**Exercise inputs**
=-=-=

use std::env;
use std::path::PathBuf;
use std::time::Duration;

use crate::error::AppError;

/// Application configuration loaded from environment variables
#[derive(Debug, Clone)]
pub struct Config {
    pub elevenlabs: ElevenLabsConfig,
    pub database: DatabaseConfig,
    pub logging: LoggingConfig,
    pub request: RequestConfig,
    pub session: SessionConfig,
}

/// ElevenLabs API configuration
#[derive(Debug, Clone)]
pub struct ElevenLabsConfig {
    pub api_key: String,
    pub base_url: String,
    /// Conversational agent to connect calls to. Optional because the
    /// provisioning CLI is what creates it in the first place.
    pub agent_id: Option<String>,
}

/// Database configuration
#[derive(Debug, Clone)]
pub struct DatabaseConfig {
    pub path: PathBuf,
    pub max_connections: u32,
}

/// Logging configuration
#[derive(Debug, Clone)]
pub struct LoggingConfig {
    pub level: String,
    pub format: LogFormat,
}

/// Log output format
#[derive(Debug, Clone, PartialEq)]
pub enum LogFormat {
    Pretty,
    Json,
}

/// HTTP request configuration
#[derive(Debug, Clone)]
pub struct RequestConfig {
    pub timeout_ms: u64,
    pub max_retries: u32,
    pub retry_delay_ms: u64,
}

/// Training session policy configuration
#[derive(Debug, Clone)]
pub struct SessionConfig {
    /// Hard cap on call length; any call still active at the cap is ended.
    pub max_call_duration_seconds: u32,
    /// Duration timer tick interval.
    pub timer_interval_ms: u64,
    /// Grace period between tag detection and ending the call, so the
    /// persona's closing line can finish playing.
    pub end_scenario_delay_ms: u64,
    /// Bounded history log size; oldest records are evicted past this.
    pub max_history: usize,
}

impl SessionConfig {
    /// The duration cap as a [`Duration`].
    pub fn max_call_duration(&self) -> Duration {
        Duration::from_secs(u64::from(self.max_call_duration_seconds))
    }

    /// The timer tick interval as a [`Duration`].
    pub fn timer_interval(&self) -> Duration {
        Duration::from_millis(self.timer_interval_ms)
    }

    /// The tag-to-teardown grace period as a [`Duration`].
    pub fn end_scenario_delay(&self) -> Duration {
        Duration::from_millis(self.end_scenario_delay_ms)
    }
}

impl Config {
    /// Load configuration from environment variables
    pub fn from_env() -> Result<Self, AppError> {
        // Load .env file if present (ignore errors if not found)
        let _ = dotenvy::dotenv();

        let elevenlabs = ElevenLabsConfig {
            api_key: env::var("ELEVENLABS_API_KEY").map_err(|_| AppError::Config {
                message: "ELEVENLABS_API_KEY is required".to_string(),
            })?,
            base_url: env::var("ELEVENLABS_BASE_URL")
                .unwrap_or_else(|_| "https://api.elevenlabs.io".to_string()),
            agent_id: env::var("ELEVENLABS_AGENT_ID").ok(),
        };

        let database = DatabaseConfig {
            path: PathBuf::from(
                env::var("DATABASE_PATH").unwrap_or_else(|_| "./data/training.db".to_string()),
            ),
            max_connections: env::var("DATABASE_MAX_CONNECTIONS")
                .ok()
                .and_then(|s| s.parse().ok())
                .unwrap_or(5),
        };

        let logging = LoggingConfig {
            level: env::var("LOG_LEVEL").unwrap_or_else(|_| "info".to_string()),
            format: match env::var("LOG_FORMAT")
                .unwrap_or_else(|_| "pretty".to_string())
                .to_lowercase()
                .as_str()
            {
                "json" => LogFormat::Json,
                _ => LogFormat::Pretty,
            },
        };

        let request = RequestConfig {
            timeout_ms: env::var("REQUEST_TIMEOUT_MS")
                .ok()
                .and_then(|s| s.parse().ok())
                .unwrap_or(30000),
            max_retries: env::var("MAX_RETRIES")
                .ok()
                .and_then(|s| s.parse().ok())
                .unwrap_or(3),
            retry_delay_ms: env::var("RETRY_DELAY_MS")
                .ok()
                .and_then(|s| s.parse().ok())
                .unwrap_or(1000),
        };

        let session = SessionConfig {
            max_call_duration_seconds: env::var("MAX_CALL_DURATION_SECONDS")
                .ok()
                .and_then(|s| s.parse().ok())
                .unwrap_or(300),
            timer_interval_ms: env::var("TIMER_INTERVAL_MS")
                .ok()
                .and_then(|s| s.parse().ok())
                .unwrap_or(1000),
            end_scenario_delay_ms: env::var("END_SCENARIO_DELAY_MS")
                .ok()
                .and_then(|s| s.parse().ok())
                .unwrap_or(2000),
            max_history: env::var("MAX_SESSION_HISTORY")
                .ok()
                .and_then(|s| s.parse().ok())
                .unwrap_or(50),
        };

        Ok(Config {
            elevenlabs,
            database,
            logging,
            request,
            session,
        })
    }
}

impl Default for RequestConfig {
    fn default() -> Self {
        Self {
            timeout_ms: 30000,
            max_retries: 3,
            retry_delay_ms: 1000,
        }
    }
}

impl Default for SessionConfig {
    fn default() -> Self {
        Self {
            max_call_duration_seconds: 300,
            timer_interval_ms: 1000,
            end_scenario_delay_ms: 2000,
            max_history: 50,
        }
    }
}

=-=-=

**What to work on**
Precisely as given, transcribe all of the entries above.

**Solution for this exercise**
use std::env;
use std::path::PathBuf;
use std::time::Duration;

use crate::error::AppError;

/// Application configuration loaded from environment variables
#[derive(Debug, Clone)]
pub struct Config {
    pub elevenlabs: ElevenLabsConfig,
    pub database: DatabaseConfig,
    pub logging: LoggingConfig,
    pub request: RequestConfig,
    pub session: SessionConfig,
}

/// ElevenLabs API configuration
#[derive(Debug, Clone)]
pub struct ElevenLabsConfig {
    pub api_key: String,
    pub base_url: String,
    /// Conversational agent to connect calls to. Optional because the
    /// provisioning CLI is what creates it in the first place.
    pub agent_id: Option<String>,
}

/// Database configuration
#[derive(Debug, Clone)]
pub struct DatabaseConfig {
    pub path: PathBuf,
    pub max_connections: u32,
}

/// Logging configuration
#[derive(Debug, Clone)]
pub struct LoggingConfig {
    pub level: String,
    pub format: LogFormat,
}

/// Log output format
#[derive(Debug, Clone, PartialEq)]
pub enum LogFormat {
    Pretty,
    Json,
}

/// HTTP request configuration
#[derive(Debug, Clone)]
pub struct RequestConfig {
    pub timeout_ms: u64,
    pub max_retries: u32,
    pub retry_delay_ms: u64,
}

/// Training session policy configuration
#[derive(Debug, Clone)]
pub struct SessionConfig {
    /// Hard cap on call length; any call still active at the cap is ended.
    pub max_call_duration_seconds: u32,
    /// Duration timer tick interval.
    pub timer_interval_ms: u64,
    /// Grace period between tag detection and ending the call, so the
    /// persona's closing line can finish playing.
    pub end_scenario_delay_ms: u64,
    /// Bounded history log size; oldest records are evicted past this.
    pub max_history: usize,
}

impl SessionConfig {
    /// The duration cap as a [`Duration`].
    pub fn max_call_duration(&self) -> Duration {
        Duration::from_secs(u64::from(self.max_call_duration_seconds))
    }

    /// The timer tick interval as a [`Duration`].
    pub fn timer_interval(&self) -> Duration {
        Duration::from_millis(self.timer_interval_ms)
    }

    /// The tag-to-teardown grace period as a [`Duration`].
    pub fn end_scenario_delay(&self) -> Duration {
        Duration::from_millis(self.end_scenario_delay_ms)
    }
}

impl Config {
    /// Load configuration from environment variables
    pub fn from_env() -> Result<Self, AppError> {
        // Load .env file if present (ignore errors if not found)
        let _ = dotenvy::dotenv();

        let elevenlabs = ElevenLabsConfig {
            api_key: env::var("ELEVENLABS_API_KEY").map_err(|_| AppError::Config {
                message: "ELEVENLABS_API_KEY is required".to_string(),
            })?,
            base_url: env::var("ELEVENLABS_BASE_URL")
                .unwrap_or_else(|_| "https://api.elevenlabs.io".to_string()),
            agent_id: env::var("ELEVENLABS_AGENT_ID").ok(),
        };

        let database = DatabaseConfig {
            path: PathBuf::from(
                env::var("DATABASE_PATH").unwrap_or_else(|_| "./data/training.db".to_string()),
            ),
            max_connections: env::var("DATABASE_MAX_CONNECTIONS")
                .ok()
                .and_then(|s| s.parse().ok())
                .unwrap_or(5),
        };

        let logging = LoggingConfig {
            level: env::var("LOG_LEVEL").unwrap_or_else(|_| "info".to_string()),
            format: match env::var("LOG_FORMAT")
                .unwrap_or_else(|_| "pretty".to_string())
                .to_lowercase()
                .as_str()
            {
                "json" => LogFormat::Json,
                _ => LogFormat::Pretty,
            },
        };

        let request = RequestConfig {
            timeout_ms: env::var("REQUEST_TIMEOUT_MS")
                .ok()
                .and_then(|s| s.parse().ok())
                .unwrap_or(30000),
            max_retries: env::var("MAX_RETRIES")
                .ok()
                .and_then(|s| s.parse().ok())
                .unwrap_or(3),
            retry_delay_ms: env::var("RETRY_DELAY_MS")
                .ok()
                .and_then(|s| s.parse().ok())
                .unwrap_or(1000),
        };

        let session = SessionConfig {
            max_call_duration_seconds: env::var("MAX_CALL_DURATION_SECONDS")
                .ok()
                .and_then(|s| s.parse().ok())
                .unwrap_or(300),
            timer_interval_ms: env::var("TIMER_INTERVAL_MS")
                .ok()
                .and_then(|s| s.parse().ok())
                .unwrap_or(1000),
            end_scenario_delay_ms: env::var("END_SCENARIO_DELAY_MS")
                .ok()
                .and_then(|s| s.parse().ok())
                .unwrap_or(2000),
            max_history: env::var("MAX_SESSION_HISTORY")
                .ok()
                .and_then(|s| s.parse().ok())
                .unwrap_or(50),
        };

        Ok(Config {
            elevenlabs,
            database,
            logging,
            request,
            session,
        })
    }
}

impl Default for RequestConfig {
    fn default() -> Self {
        Self {
            timeout_ms: 30000,
            max_retries: 3,
            retry_delay_ms: 1000,
        }
    }
}

impl Default for SessionConfig {
    fn default() -> Self {
        Self {
            max_call_duration_seconds: 300,
            timer_interval_ms: 1000,
            end_scenario_delay_ms: 2000,
            max_history: 50,
        }
    }
}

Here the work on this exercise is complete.